Orbital characteristics
- Epoch 4 September 2017 (JD 2458000.5)
- Uncertainty parameter 0
- Observation arc: 60.87 yr (22,232 days)
- Aphelion: 3.7344 AU
- Perihelion: 2.6737 AU
- Semi-major axis: 3.2041 AU
- Eccentricity: 0.1655
- Orbital period (sidereal): 5.74 yr (2,095 days)
- Mean anomaly: 0.3974°
- Mean motion: 0° 10^{m} 18.84^{s} / day
- Inclination: 9.6131°
- Longitude of ascending node: 225.54°
- Argument of perihelion: 74.845°

Physical characteristics
- Dimensions: 15.520±0.133 16.17±1.4 km (IRAS:2)
- Geometric albedo: 0.0617±0.013 (IRAS:2) 0.067±0.007
- Absolute magnitude (H): 12.8

= 15811 Nüsslein-Volhard =

Asteroid

15811 Nüsslein-Volhard, provisional designation , is a dark background asteroid from the outer region of the asteroid belt, approximately 16 kilometers in diameter. It was discovered on 10 July 1994, by German astronomer Freimut Börngen at the Karl Schwarzschild Observatory in Tautenburg, Germany. It was named for Nobelist Christiane Nüsslein-Volhard.

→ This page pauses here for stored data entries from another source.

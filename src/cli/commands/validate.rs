use tracing::info;

use crate::cli::args::ValidateArgs;
use crate::course::{ingest, CourseData};
use crate::error::CliError;

use super::read_input;

pub fn run(args: &ValidateArgs) -> Result<(), CliError> {
    let raw = read_input(&args.input)?;
    let course = ingest(&raw)?;
    info!(titulo = course.titulo_curso.as_str(), "document accepted");
    print!("{}", summary(&course));
    Ok(())
}

/// Short human-readable description of an accepted course.
pub fn summary(course: &CourseData) -> String {
    let mut lines = vec![format!("tituloCurso: {}", course.titulo_curso)];
    lines.push(format!("secciones: {}", course.secciones.as_ref().map_or(0, Vec::len)));
    match &course.landing {
        None => lines.push("landing: ausente".to_string()),
        Some(_) => {
            let blocks = course.content_blocks();
            lines.push(format!("contentBlocks: {}", blocks.len()));
            for (index, block) in blocks.iter().enumerate() {
                let marker = if block.tipo.is_known() { "" } else { " (genérico)" };
                lines.push(format!("  {}. {}{marker}", index + 1, block.tipo.as_str()));
            }
        }
    }
    let mut out = lines.join("\n");
    out.push('\n');
    out
}

#[cfg(test)]
mod tests {
    use super::*;

    #[test]
    fn lists_blocks_in_order_and_flags_unknown_tags() {
        let course = ingest(
            r#"{"tituloCurso":"BD","landing":{"contentBlocks":[{"tipo":"sqlBasics"},{"tipo":"unknownXYZ"}]}}"#,
        )
        .expect("course");
        let text = summary(&course);
        assert!(text.starts_with("tituloCurso: BD\n"));
        assert!(text.contains("contentBlocks: 2"));
        assert!(text.contains("  1. sqlBasics\n"));
        assert!(text.contains("  2. unknownXYZ (genérico)\n"));
    }

    #[test]
    fn legacy_document_reports_missing_landing() {
        let course = ingest(r#"{"tituloCurso":"X","secciones":[{"titulo":"a"}]}"#).expect("course");
        let text = summary(&course);
        assert!(text.contains("secciones: 1"));
        assert!(text.contains("landing: ausente"));
    }
}
//! Routes parsed arguments to their handlers.

pub mod render;
pub mod templates;
pub mod validate;

use std::io::Read;
use std::path::Path;

use tracing::debug;

use crate::cli::args::{Cli, Commands};
use crate::error::CliError;
use crate::render::helpers::read_string;
use crate::settings::{load_settings, settings_path};

pub fn dispatch(cli: Cli) -> Result<(), CliError> {
    let path = settings_path(cli.config.as_deref());
    let settings = load_settings(&path).map_err(CliError::Settings)?;
    debug!(path = %path.display(), ?settings, "settings loaded");

    match cli.command {
        Commands::Render(args) => render::run(&args, &settings),
        Commands::Validate(args) => validate::run(&args),
        Commands::Templates => {
            templates::run();
            Ok(())
        }
    }
}

/// Reads the course document from a file, or from stdin for `-`.
pub fn read_input(input: &Path) -> Result<String, CliError> {
    if input.as_os_str() == "-" {
        let mut raw = String::new();
        std::io::stdin()
            .read_to_string(&mut raw)
            .map_err(|e| CliError::Io(format!("Unable to read stdin: {e}")))?;
        return Ok(raw);
    }
    read_string(input).map_err(CliError::Io)
}
use std::fs;
use std::path::{Path, PathBuf};

pub fn ensure_dir(path: &Path) -> Result<(), String> {
    fs::create_dir_all(path)
        .map_err(|e| format!("Unable to create directory {}: {e}", path.display()))
}

pub fn write_string(path: &Path, content: &str) -> Result<(), String> {
    if let Some(parent) = path.parent().filter(|p| !p.as_os_str().is_empty()) {
        ensure_dir(parent)?;
    }
    fs::write(path, content).map_err(|e| format!("Unable to write {}: {e}", path.display()))
}

pub fn read_string(path: &Path) -> Result<String, String> {
    fs::read_to_string(path).map_err(|e| format!("Unable to read {}: {e}", path.display()))
}

/// `page.html` -> `page.html.provenance.json`, next to the page.
pub fn provenance_path(out: &Path) -> PathBuf {
    let mut name = out.as_os_str().to_os_string();
    name.push(".provenance.json");
    PathBuf::from(name)
}

/// Output file inside `dir` for a course title, e.g. `dir/bases-de-datos.html`.
pub fn page_path(dir: &Path, titulo_curso: &str) -> PathBuf {
    let slug = crate::util::text::slugify(titulo_curso);
    let stem = if slug.is_empty() { "curso".to_string() } else { slug };
    dir.join(format!("{stem}.html"))
}
//! semsplit-chunk - Semantic document splitting
//!
//! Groups a document's sentences into contiguous chunks, starting a new
//! chunk where the embedding similarity of neighbouring sentences drops
//! below a threshold or where the chunk would outgrow its size limit.
//!
//! # Pipeline
//!
//! text → [`split_sentences`] → one [`Embedder::embed_all`] batch →
//! [`cosine_similarity`] per neighbour pair → [`assemble`] → chunks.
//!
//! # Example
//!
//! ```rust,ignore
//! use std::sync::Arc;
//! use semsplit_chunk::{DocumentSplitter, SemanticSplitter, SplitterConfig};
//! use semsplit_core::Document;
//!
//! let splitter = SemanticSplitter::new(Arc::new(embedder), SplitterConfig::new(0.75, 100, 300))?;
//! let chunks = splitter.split(&Document::new("Hello world. This is great!")).await?;
//! ```

mod assembler;
mod semantic;
mod sentence;
mod similarity;

pub use assembler::{assemble, SplitReason};
pub use semantic::{SemanticSplitter, SemanticSplitterBuilder};
pub use sentence::{is_terminator, split_sentences};
pub use similarity::{adjacent_similarities, cosine_similarity};

// Re-export types for convenience
pub use semsplit_core::{Document, DocumentSplitter, Embedder, SplitterConfig, TextSegment};
//! Ollama HTTP embedding provider.

use std::time::Duration;

use async_trait::async_trait;
use reqwest::Client;
use serde::{Deserialize, Serialize};
use tracing::{debug, info};

use semsplit_core::{Embedder, EmbeddingConfig, Result, SplitterError};

/// Embedder backed by an Ollama server's `/api/embed` endpoint.
pub struct OllamaEmbedder {
    client: Client,
    base_url: String,
    model: String,
}

#[derive(Serialize)]
struct EmbedRequest<'a> {
    model: &'a str,
    input: &'a [&'a str],
}

#[derive(Deserialize)]
struct EmbedResponse {
    embeddings: Vec<Vec<f32>>,
}

impl OllamaEmbedder {
    /// Create an embedder for the given server and model.
    pub fn new(base_url: impl Into<String>, model: impl Into<String>, timeout: Duration) -> Result<Self> {
        let client = Client::builder()
            .timeout(timeout)
            .build()
            .map_err(|e| SplitterError::embedding(format!("Failed to build HTTP client: {}", e)))?;

        let base_url = base_url.into().trim_end_matches('/').to_string();
        let model = model.into();

        info!("Ollama embedder: url={}, model={}", base_url, model);

        Ok(Self {
            client,
            base_url,
            model,
        })
    }

    /// Create an embedder from configuration.
    pub fn from_config(config: &EmbeddingConfig) -> Result<Self> {
        Self::new(
            config.base_url.clone(),
            config.model.clone(),
            Duration::from_secs(config.timeout_secs),
        )
    }

    fn endpoint(&self) -> String {
        format!("{}/api/embed", self.base_url)
    }
}

/// Check the response against the request: same count, uniform dimension.
fn check_response(requested: usize, embeddings: &[Vec<f32>]) -> Result<()> {
    if embeddings.len() != requested {
        return Err(SplitterError::embedding(format!(
            "Expected {} embeddings, got {}",
            requested,
            embeddings.len()
        )));
    }
    if let Some(first) = embeddings.first() {
        if first.is_empty() {
            return Err(SplitterError::embedding("Empty embedding vector"));
        }
        if let Some(bad) = embeddings.iter().find(|e| e.len() != first.len()) {
            return Err(SplitterError::embedding(format!(
                "Inconsistent embedding dimensions: {} vs {}",
                first.len(),
                bad.len()
            )));
        }
    }
    Ok(())
}

#[async_trait]
impl Embedder for OllamaEmbedder {
    async fn embed_all(&self, texts: &[&str]) -> Result<Vec<Vec<f32>>> {
        if texts.is_empty() {
            return Ok(Vec::new());
        }

        debug!("Embedding batch: size={}, model={}", texts.len(), self.model);

        let request = EmbedRequest {
            model: &self.model,
            input: texts,
        };

        let response = self
            .client
            .post(self.endpoint())
            .json(&request)
            .send()
            .await
            .map_err(|e| SplitterError::embedding(format!("Request failed: {}", e)))?;

        if !response.status().is_success() {
            let status = response.status();
            let body = response.text().await.unwrap_or_default();
            return Err(SplitterError::embedding(format!("{}: {}", status, body)));
        }

        let parsed: EmbedResponse = response
            .json()
            .await
            .map_err(|e| SplitterError::embedding(format!("Malformed response: {}", e)))?;

        check_response(texts.len(), &parsed.embeddings)?;

        Ok(parsed.embeddings)
    }

    fn model_name(&self) -> &str {
        &self.model
    }
}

== Orbit and classification ==

Nüsslein-Volhard orbits the Sun in the outer main-belt at a distance of 2.7–3.7 AU once every 5 years and 9 months (2,095 days). Its orbit has an eccentricity of 0.17 and an inclination of 10° with respect to the ecliptic.

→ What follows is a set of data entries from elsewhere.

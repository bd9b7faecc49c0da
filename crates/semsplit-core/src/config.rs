//! Configuration types for the semantic splitter.

use serde::{Deserialize, Serialize};
use std::path::{Path, PathBuf};

use crate::error::{Result, SplitterError};

/// Main application configuration.
#[derive(Debug, Clone, Default, Serialize, Deserialize)]
pub struct AppConfig {
    /// Splitter configuration.
    #[serde(default)]
    pub splitter: SplitterConfig,

    /// Embedding provider configuration.
    #[serde(default)]
    pub embedding: EmbeddingConfig,
}

/// Semantic splitter configuration.
#[derive(Debug, Clone, PartialEq, Serialize, Deserialize)]
pub struct SplitterConfig {
    /// Split where adjacent-sentence similarity drops below this value (0.0 to 1.0).
    #[serde(default = "default_similarity_threshold")]
    pub similarity_threshold: f64,

    /// Semantic splits wait until the chunk holds at least this many characters.
    #[serde(default = "default_min_chunk_chars")]
    pub min_chunk_chars: usize,

    /// Chunks never grow past this many characters, except a lone oversized sentence.
    #[serde(default = "default_max_chunk_chars")]
    pub max_chunk_chars: usize,
}

impl Default for SplitterConfig {
    fn default() -> Self {
        Self {
            similarity_threshold: 0.75,
            min_chunk_chars: 100,
            max_chunk_chars: 300,
        }
    }
}

impl SplitterConfig {
    /// Create a config from explicit values. Call [`validate`](Self::validate) before use.
    pub fn new(similarity_threshold: f64, min_chunk_chars: usize, max_chunk_chars: usize) -> Self {
        Self {
            similarity_threshold,
            min_chunk_chars,
            max_chunk_chars,
        }
    }

    /// Check the threshold range and the min/max ordering.
    pub fn validate(&self) -> Result<()> {
        // NaN fails the range check.
        if !(0.0..=1.0).contains(&self.similarity_threshold) {
            return Err(SplitterError::invalid_configuration(format!(
                "similarity_threshold must be between 0.0 and 1.0, got {}",
                self.similarity_threshold
            )));
        }
        if self.max_chunk_chars <= self.min_chunk_chars {
            return Err(SplitterError::invalid_configuration(format!(
                "max_chunk_chars ({}) must be > min_chunk_chars ({})",
                self.max_chunk_chars, self.min_chunk_chars
            )));
        }
        Ok(())
    }
}

/// Embedding provider configuration.
#[derive(Debug, Clone, Serialize, Deserialize)]
pub struct EmbeddingConfig {
    /// Ollama server base URL.
    #[serde(default = "default_base_url")]
    pub base_url: String,

    /// Embedding model name.
    #[serde(default = "default_model")]
    pub model: String,

    /// Request timeout in seconds.
    #[serde(default = "default_timeout_secs")]
    pub timeout_secs: u64,
}

impl Default for EmbeddingConfig {
    fn default() -> Self {
        Self {
            base_url: default_base_url(),
            model: default_model(),
            timeout_secs: 60,
        }
    }
}

// Default value functions

fn default_similarity_threshold() -> f64 {
    0.75
}

fn default_min_chunk_chars() -> usize {
    100
}

fn default_max_chunk_chars() -> usize {
    300
}

fn default_base_url() -> String {
    "http://localhost:11434".to_string()
}

fn default_model() -> String {
    "nomic-embed-text".to_string()
}

fn default_timeout_secs() -> u64 {
    60
}

impl AppConfig {
    /// Load configuration from file.
    pub fn load(path: &Path) -> Result<Self> {
        let content = std::fs::read_to_string(path)?;
        Self::from_toml(&content)
    }

    /// Parse configuration from a TOML string.
    pub fn from_toml(content: &str) -> Result<Self> {
        toml::from_str(content)
            .map_err(|e| SplitterError::config(format!("Failed to parse config: {}", e)))
    }

    /// Render configuration as TOML.
    pub fn to_toml(&self) -> Result<String> {
        toml::to_string_pretty(self)
            .map_err(|e| SplitterError::config(format!("Failed to render config: {}", e)))
    }

    /// Load configuration from default paths.
    pub fn load_default() -> Result<Self> {
        // Try user config first
        if let Some(config_dir) = dirs::config_dir() {
            let user_config = config_dir.join("semsplit").join("config.toml");
            if user_config.exists() {
                return Self::load(&user_config);
            }
        }

        // Try local config
        let local_config = PathBuf::from("semsplit.toml");
        if local_config.exists() {
            return Self::load(&local_config);
        }

        Ok(Self::default())
    }
}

The asteroid's observation arc begins 39 years prior to its official discovery observation, with its first identification as at the Goethe Link Observatory in September 1955.

== Physical characteristics ==

According to the observations made by the Infrared Astronomical Satellite IRAS and NASA's Wide-field Infrared Survey Explorer with its subsequent NEOWISE mission, Nüsslein-Volhard measures 15.2 and 16.2 kilometers in diameter, and its surface has an albedo of 0.062 and 0.067, respectively. A low albedo of 0.06 is typical for carbonaceous asteroids.

=== Lightcurve ===

As of 2017, Nüsslein-Volhards actual composition, rotation period and shape remain unknown.

== Naming ==

This minor planet was named after Christiane Nüsslein-Volhard (born 1942), a German biologist who, together with Eric Wieschaus and Edward Lewis, won the Nobel Prize in Physiology or Medicine in 1995. Her research identified the genes controlling the embryonic development for the fruit fly Drosophila melanogaster. The approved naming citation was published by the Minor Planet Center on 26 May 2002 (M.P.C. 45748).